Pathogen Genomics Center, National Institute of Infectious Diseases, Tokyo, Japan.
PLoS One. 2020 Sep 18;15(9):e0239403. doi: 10.1371/journal.pone.0239403. eCollection 2020.
Since December 2019, the coronavirus disease 2019 (COVID-19) caused by a novel coronavirus SARS-CoV-2 has rapidly spread to almost every nation in the world. Soon after the pandemic was recognized by epidemiologists, a group of biologists comprising the ARTIC Network, has devised a multiplexed polymerase chain reaction (PCR) protocol and primer set for targeted whole-genome amplification of SARS-CoV-2. The ARTIC primer set amplifies 98 amplicons, which are separated only in two PCRs, across a nearly entire viral genome. The original primer set and protocol showed a fairly small amplification bias when clinical samples with relatively high viral loads were used. However, as sample's viral load become low, rapid decrease in abundances of several amplicons were seen. In this report, we will show that dimer formations between some primers are the major cause of coverage bias in the multiplex PCR. Based on this, we propose 12 alternative primers in total in the ARTIC primer set that were predicted to be involved in 14 primer interactions. The resulting primer set, version N1 (NIID-1), exhibits improved overall coverage compared to the ARTIC Network's original (V1) and modified (V3) primer set.

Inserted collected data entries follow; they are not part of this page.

//! Read and write access to the L1 ledger.

use std::future::Future;
use std::time::Duration;

use alloy_core::primitives::{Address, B256, Bytes, U64, U128};
use anyhow::{Context, Result};
use serde::Deserialize;
use serde_json::{Value, json};
use url::Url;

use crate::{broadcaster::UnsignedTx, rpc, state::BlockRef};

/// Fee inputs for an EIP-1559 transaction.
#[derive(Debug, Clone, Copy, PartialEq, Eq)]
pub struct FeeSuggestion {
    pub base_fee: u128,
    pub priority_fee: u128,
}

impl FeeSuggestion {
    /// Fee cap covering two doublings of the base fee.
    pub fn max_fee_per_gas(&self) -> u128 {
        self.base_fee.saturating_mul(2).saturating_add(self.priority_fee)
    }
}

/// Outcome of a mined transaction.
#[derive(Debug, Clone, PartialEq, Eq)]
pub struct Receipt {
    pub tx_hash: B256,
    pub success: bool,
    pub block_number: u64,
    pub gas_used: u64,
    pub contract_address: Option<Address>,
}

/// The ledger operations the broadcaster and pipeline depend on.
pub trait LedgerClient: Send + Sync {
    fn chain_id(&self) -> impl Future<Output = Result<u64>> + Send + '_;

    /// Pending nonce of `address`.
    fn nonce_at(&self, address: Address) -> impl Future<Output = Result<u64>> + Send + '_;

    fn suggest_fees(&self) -> impl Future<Output = Result<FeeSuggestion>> + Send + '_;

    fn estimate_gas<'a>(
        &'a self,
        from: Address,
        tx: &'a UnsignedTx,
    ) -> impl Future<Output = Result<u64>> + Send + 'a;

    /// Submit a signed transaction. An error means the ledger rejected it.
    fn send_raw_transaction<'a>(
        &'a self,
        raw: &'a Bytes,
    ) -> impl Future<Output = Result<B256>> + Send + 'a;

    fn transaction_receipt(
        &self,
        tx_hash: B256,
    ) -> impl Future<Output = Result<Option<Receipt>>> + Send + '_;

    fn latest_block(&self) -> impl Future<Output = Result<BlockRef>> + Send + '_;
}

#[derive(Debug, Deserialize)]
#[serde(rename_all = "camelCase")]
struct RpcReceipt {
    transaction_hash: B256,
    status: U64,
    block_number: U64,
    gas_used: U64,
    #[serde(default)]
    contract_address: Option<Address>,
}

impl From<RpcReceipt> for Receipt {
    fn from(receipt: RpcReceipt) -> Self {
        Self {
            tx_hash: receipt.transaction_hash,
            success: receipt.status == U64::from(1),
            block_number: receipt.block_number.to(),
            gas_used: receipt.gas_used.to(),
            contract_address: receipt.contract_address,
        }
    }
}

#[derive(Debug, Deserialize)]
#[serde(rename_all = "camelCase")]
struct RpcBlock {
    hash: B256,
    number: U64,
    parent_hash: B256,
    timestamp: U64,
    #[serde(default)]
    base_fee_per_gas: Option<U128>,
}

impl From<&RpcBlock> for BlockRef {
    fn from(block: &RpcBlock) -> Self {
        Self {
            hash: block.hash,
            number: block.number.to(),
            parent_hash: block.parent_hash,
            timestamp: block.timestamp.to(),
        }
    }
}

/// [`LedgerClient`] over HTTP JSON-RPC.
#[derive(Debug, Clone)]
pub struct RpcLedgerClient {
    client: reqwest::Client,
    url: Url,
}

impl RpcLedgerClient {
    pub fn new(url: Url) -> Result<Self> {
        Self::with_timeout(url, rpc::DEFAULT_TIMEOUT)
    }

    pub fn with_timeout(url: Url, timeout: Duration) -> Result<Self> {
        Ok(Self {
            client: rpc::create_client(timeout)?,
            url,
        })
    }

    pub fn url(&self) -> &Url {
        &self.url
    }

    async fn call<T: serde::de::DeserializeOwned>(
        &self,
        method: &str,
        params: Vec<Value>,
    ) -> Result<T> {
        rpc::json_rpc_call(&self.client, &self.url, method, params).await
    }

    async fn block_by_tag(&self, tag: &str) -> Result<RpcBlock> {
        let block: Option<RpcBlock> = self
            .call("eth_getBlockByNumber", vec![json!(tag), json!(false)])
            .await?;
        block.with_context(|| format!("L1 node returned no {} block", tag))
    }
}

impl LedgerClient for RpcLedgerClient {
    async fn chain_id(&self) -> Result<u64> {
        let id: U64 = self.call("eth_chainId", vec![]).await?;
        Ok(id.to())
    }

    async fn nonce_at(&self, address: Address) -> Result<u64> {
        let nonce: U64 = self
            .call(
                "eth_getTransactionCount",
                vec![json!(address), json!("pending")],
            )
            .await?;
        Ok(nonce.to())
    }

    async fn suggest_fees(&self) -> Result<FeeSuggestion> {
        let block = self.block_by_tag("latest").await?;
        let base_fee = block
            .base_fee_per_gas
            .context("L1 does not report a base fee; EIP-1559 is required")?
            .to();
        let priority: U128 = self.call("eth_maxPriorityFeePerGas", vec![]).await?;
        Ok(FeeSuggestion {
            base_fee,
            priority_fee: priority.to(),
        })
    }

    async fn estimate_gas<'a>(&'a self, from: Address, tx: &'a UnsignedTx) -> Result<u64> {
        let mut call = json!({
            "from": from,
            "data": tx.data,
            "value": tx.value,
        });
        if let Some(to) = tx.to {
            call["to"] = json!(to);
        }
        let gas: U64 = self.call("eth_estimateGas", vec![call]).await?;
        Ok(gas.to())
    }

    async fn send_raw_transaction<'a>(&'a self, raw: &'a Bytes) -> Result<B256> {
        self.call("eth_sendRawTransaction", vec![json!(raw)]).await
    }

    async fn transaction_receipt(&self, tx_hash: B256) -> Result<Option<Receipt>> {
        let receipt: Option<RpcReceipt> = self
            .call("eth_getTransactionReceipt", vec![json!(tx_hash)])
            .await?;
        Ok(receipt.map(Receipt::from))
    }

    async fn latest_block(&self) -> Result<BlockRef> {
        let block = self.block_by_tag("latest").await?;
        Ok(BlockRef::from(&block))
    }
}

#[cfg(test)]
mod tests {
    use super::*;

    #[test]
    fn test_receipt_decoding() {
        let receipt: RpcReceipt = serde_json::from_value(json!({
            "transactionHash": format!("0x{}", "ab".repeat(32)),
            "status": "0x1",
            "blockNumber": "0x10",
            "gasUsed": "0x5208",
            "contractAddress": null,
            "logs": []
        }))
        .unwrap();

        let receipt = Receipt::from(receipt);
        assert!(receipt.success);
        assert_eq!(receipt.block_number, 16);
        assert_eq!(receipt.gas_used, 21000);
        assert_eq!(receipt.contract_address, None);
    }

    #[test]
    fn test_failed_receipt_status() {
        let receipt: RpcReceipt = serde_json::from_value(json!({
            "transactionHash": format!("0x{}", "01".repeat(32)),
            "status": "0x0",
            "blockNumber": "0x1",
            "gasUsed": "0x1",
        }))
        .unwrap();
        assert!(!Receipt::from(receipt).success);
    }

    #[test]
    fn test_block_ref_decoding() {
        let block: RpcBlock = serde_json::from_value(json!({
            "hash": format!("0x{}", "11".repeat(32)),
            "number": "0x2a",
            "parentHash": format!("0x{}", "22".repeat(32)),
            "timestamp": "0x64",
            "baseFeePerGas": "0x3b9aca00",
            "transactions": []
        }))
        .unwrap();

        let block_ref = BlockRef::from(&block);
        assert_eq!(block_ref.number, 42);
        assert_eq!(block_ref.timestamp, 100);
        assert_eq!(block.base_fee_per_gas.map(|fee| fee.to::<u128>()), Some(1_000_000_000));
    }

    #[test]
    fn test_max_fee_per_gas() {
        let fees = FeeSuggestion {
            base_fee: 10,
            priority_fee: 3,
        };
        assert_eq!(fees.max_fee_per_gas(), 23);
    }
}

自 2019 年 12 月以来,由新型冠状病毒 SARS-CoV-2 引起的 2019 年冠状病毒病(COVID-19)迅速蔓延到世界几乎每个国家。在流行病学家认识到这一大流行之后不久,一个由生物学家组成的 ARTIC 网络就设计了一种多重聚合酶链反应(PCR)方案和引物组,用于靶向 SARS-CoV-2 的全基因组扩增。ARTIC 引物组在两个 PCR 中仅分离出 98 个扩增子,跨越了几乎整个病毒基因组。当使用具有相对高病毒载量的临床样本时,原始引物组和方案显示出相当小的扩增偏倚。然而,随着样本病毒载量的降低,几个扩增子的丰度迅速下降。在本报告中,我们将表明一些引物之间的二聚体形成是多重 PCR 中覆盖偏差的主要原因。基于此,我们总共提出了 ARTIC 引物组中的 12 个替代引物,这些引物被预测涉及 14 个引物相互作用。由此产生的引物组版本 N1(NIID-1)与 ARTIC 网络的原始(V1)和修改(V3)引物组相比,整体覆盖率得到了提高。